[[ Given data, beginning ]]

//! Game-related HTTP routes.

use actix_web::http::header::{ETAG, IF_NONE_MATCH};
use actix_web::http::StatusCode;
use actix_web::{web, HttpRequest, HttpResponse, Result};
use serde::{Deserialize, Serialize};
use uuid::Uuid;

use crate::domain::chain::Chain;
use crate::domain::game::{Game, Phase, Player};
use crate::domain::rotation::{Round, Seat, StepKind};
use crate::error::AppError;
use crate::extractors::GameId;
use crate::http::etag::game_etag;
use crate::state::AppState;

#[derive(Debug, Deserialize)]
#[serde(rename_all = "camelCase")]
struct CreateGameRequest {
    creator_name: String,
}

#[derive(Debug, Deserialize)]
#[serde(rename_all = "camelCase")]
struct JoinGameRequest {
    code: String,
    name: String,
}

#[derive(Debug, Deserialize)]
#[serde(rename_all = "camelCase")]
struct SubmitSeedRequest {
    player_number: Seat,
    word: String,
}

#[derive(Debug, Deserialize)]
#[serde(rename_all = "camelCase")]
struct SubmitStepRequest {
    player_number: Seat,
    kind: StepKind,
    content: String,
}

#[derive(Debug, Serialize)]
#[serde(rename_all = "camelCase")]
struct PlayerView {
    seat: Seat,
    name: String,
    is_creator: bool,
}

impl From<&Player> for PlayerView {
    fn from(p: &Player) -> Self {
        Self {
            seat: p.seat,
            name: p.name.clone(),
            is_creator: p.is_creator,
        }
    }
}

#[derive(Debug, Serialize)]
#[serde(rename_all = "camelCase")]
struct StepView {
    round_no: Round,
    author: Seat,
    kind: StepKind,
    content: String,
}

#[derive(Debug, Serialize)]
#[serde(rename_all = "camelCase")]
struct ChainView {
    slot: Seat,
    seed_creator: Seat,
    #[serde(skip_serializing_if = "Option::is_none")]
    seed_word: Option<String>,
    in_use: bool,
    complete: bool,
    steps: Vec<StepView>,
}

impl ChainView {
    fn from_chain(chain: &Chain, player_count: u8) -> Self {
        Self {
            slot: chain.slot,
            seed_creator: chain.seed_creator,
            seed_word: chain.seed_word.clone(),
            in_use: chain.in_use,
            complete: chain.is_complete(player_count),
            steps: chain
                .steps
                .iter()
                .map(|s| StepView {
                    round_no: s.round_no,
                    author: s.author,
                    kind: s.kind,
                    content: s.content.clone(),
                })
                .collect(),
        }
    }
}

#[derive(Debug, Serialize)]
#[serde(rename_all = "camelCase")]
struct GameResponse {
    id: Uuid,
    code: String,
    phase: &'static str,
    started: bool,
    num_players: u8,
    players: Vec<PlayerView>,
    chains: Vec<ChainView>,
}

impl From<&Game> for GameResponse {
    fn from(game: &Game) -> Self {
        let n = game.player_count();
        Self {
            id: game.id,
            code: game.code.clone(),
            phase: match game.phase() {
                Phase::Lobby => "lobby",
                Phase::Seeding => "seeding",
                Phase::Relay => "relay",
                Phase::Complete => "complete",
            },
            started: game.started,
            num_players: n,
            players: game.players.iter().map(PlayerView::from).collect(),
            chains: game
                .chains
                .iter()
                .map(|c| ChainView::from_chain(c, n))
                .collect(),
        }
    }
}

#[derive(Debug, Serialize)]
#[serde(rename_all = "camelCase")]
struct JoinGameResponse {
    seat: Seat,
    game: GameResponse,
}

#[derive(Debug, Serialize)]
#[serde(rename_all = "camelCase")]
struct ClaimResponse {
    slot: Seat,
    round_no: Round,
    prompt_kind: StepKind,
    prompt: String,
    expected_author: Seat,
    expected_kind: StepKind,
}

#[derive(Debug, Serialize)]
#[serde(rename_all = "camelCase")]
struct SubmitStepResponse {
    round_no: Round,
    chain_completed: bool,
    game_completed: bool,
}

/// POST /api/games
async fn create_game(
    app_state: web::Data<AppState>,
    body: web::Json<CreateGameRequest>,
) -> Result<HttpResponse, AppError> {
    let game = app_state.games.create_game(&body.creator_name).await?;
    Ok(HttpResponse::Created().json(GameResponse::from(&game)))
}

/// POST /api/games/join
async fn join_game(
    app_state: web::Data<AppState>,
    body: web::Json<JoinGameRequest>,
) -> Result<HttpResponse, AppError> {
    let (game, seat) = app_state.games.join_game(&body.code, &body.name).await?;
    Ok(HttpResponse::Ok().json(JoinGameResponse {
        seat,
        game: GameResponse::from(&game),
    }))
}

/// POST /api/games/{game_id}/start
async fn start_game(
    game_id: GameId,
    app_state: web::Data<AppState>,
) -> Result<HttpResponse, AppError> {
    let game = app_state.games.start_game(game_id.0).await?;
    Ok(HttpResponse::Ok().json(GameResponse::from(&game)))
}

/// POST /api/games/{game_id}/seed
async fn submit_seed(
    game_id: GameId,
    app_state: web::Data<AppState>,
    body: web::Json<SubmitSeedRequest>,
) -> Result<HttpResponse, AppError> {
    let game = app_state
        .games
        .submit_seed(game_id.0, body.player_number, &body.word)
        .await?;
    Ok(HttpResponse::Ok().json(GameResponse::from(&game)))
}

/// POST /api/games/{game_id}/chains/{slot}/claim
///
/// Claims the open step of the chain at `slot`. At most one claimant wins;
/// a concurrent claimant gets a 409 and should try a different slot.
async fn claim_next(
    path: web::Path<(Uuid, Seat)>,
    app_state: web::Data<AppState>,
) -> Result<HttpResponse, AppError> {
    let (game_id, slot) = path.into_inner();
    let (_game, claim) = app_state.games.claim_next(game_id, slot).await?;
    Ok(HttpResponse::Ok().json(ClaimResponse {
        slot: claim.slot,
        round_no: claim.round_no,
        prompt_kind: claim.prompt_kind,
        prompt: claim.prompt,
        expected_author: claim.expected_author,
        expected_kind: claim.expected_kind,
    }))
}

/// POST /api/games/{game_id}/chains/{slot}/steps
async fn submit_step(
    path: web::Path<(Uuid, Seat)>,
    app_state: web::Data<AppState>,
    body: web::Json<SubmitStepRequest>,
) -> Result<HttpResponse, AppError> {
    let (game_id, slot) = path.into_inner();
    let (game, outcome) = app_state
        .games
        .submit_step(game_id, slot, body.player_number, body.kind, &body.content)
        .await?;
    Ok(HttpResponse::Ok().json(SubmitStepResponse {
        round_no: outcome.round_no,
        chain_completed: outcome.chain_completed,
        game_completed: game.is_complete(),
    }))
}

/// GET /api/games/{game_id}
///
/// Returns the current game state as JSON with an ETag header derived from
/// the game's lock version.
///
/// Supports `If-None-Match`: if the client's ETag matches the current
/// version, returns `304 Not Modified` with no body. Clients poll this
/// endpoint at their own pace between claims.
async fn get_snapshot(
    http_req: HttpRequest,
    game_id: GameId,
    app_state: web::Data<AppState>,
) -> Result<HttpResponse, AppError> {
    let game = app_state.games.fetch_game(game_id.0).await?;
    let etag_value = game_etag(game.id, game.lock_version);

    if let Some(if_none_match) = http_req.headers().get(IF_NONE_MATCH) {
        if let Ok(client_etag) = if_none_match.to_str() {
            // Wildcard "*" means "any representation exists" (RFC 9110)
            let matches = client_etag.trim() == "*"
                || client_etag
                    .split(',')
                    .map(str::trim)
                    .any(|etag| etag == etag_value);

            if matches {
                return Ok(HttpResponse::build(StatusCode::NOT_MODIFIED)
                    .insert_header((ETAG, etag_value))
                    .finish());
            }
        }
    }

    Ok(HttpResponse::Ok()
        .insert_header((ETAG, etag_value))
        .json(GameResponse::from(&game)))
}

pub fn configure_routes(cfg: &mut web::ServiceConfig) {
    cfg.service(web::resource("").route(web::post().to(create_game)));
    cfg.service(web::resource("/join").route(web::post().to(join_game)));
    cfg.service(web::resource("/{game_id}").route(web::get().to(get_snapshot)));
    cfg.service(web::resource("/{game_id}/start").route(web::post().to(start_game)));
    cfg.service(web::resource("/{game_id}/seed").route(web::post().to(submit_seed)));
    cfg.service(web::resource("/{game_id}/chains/{slot}/claim").route(web::post().to(claim_next)));
    cfg.service(web::resource("/{game_id}/chains/{slot}/steps").route(web::post().to(submit_step)));
}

[[ Given data, end ]]

- _Task to complete_
Filter on the word "impl": copy each matching line from the entries above.

- _Answer to the problem_
impl From<&Player> for PlayerView {
impl ChainView {
impl From<&Game> for GameResponse {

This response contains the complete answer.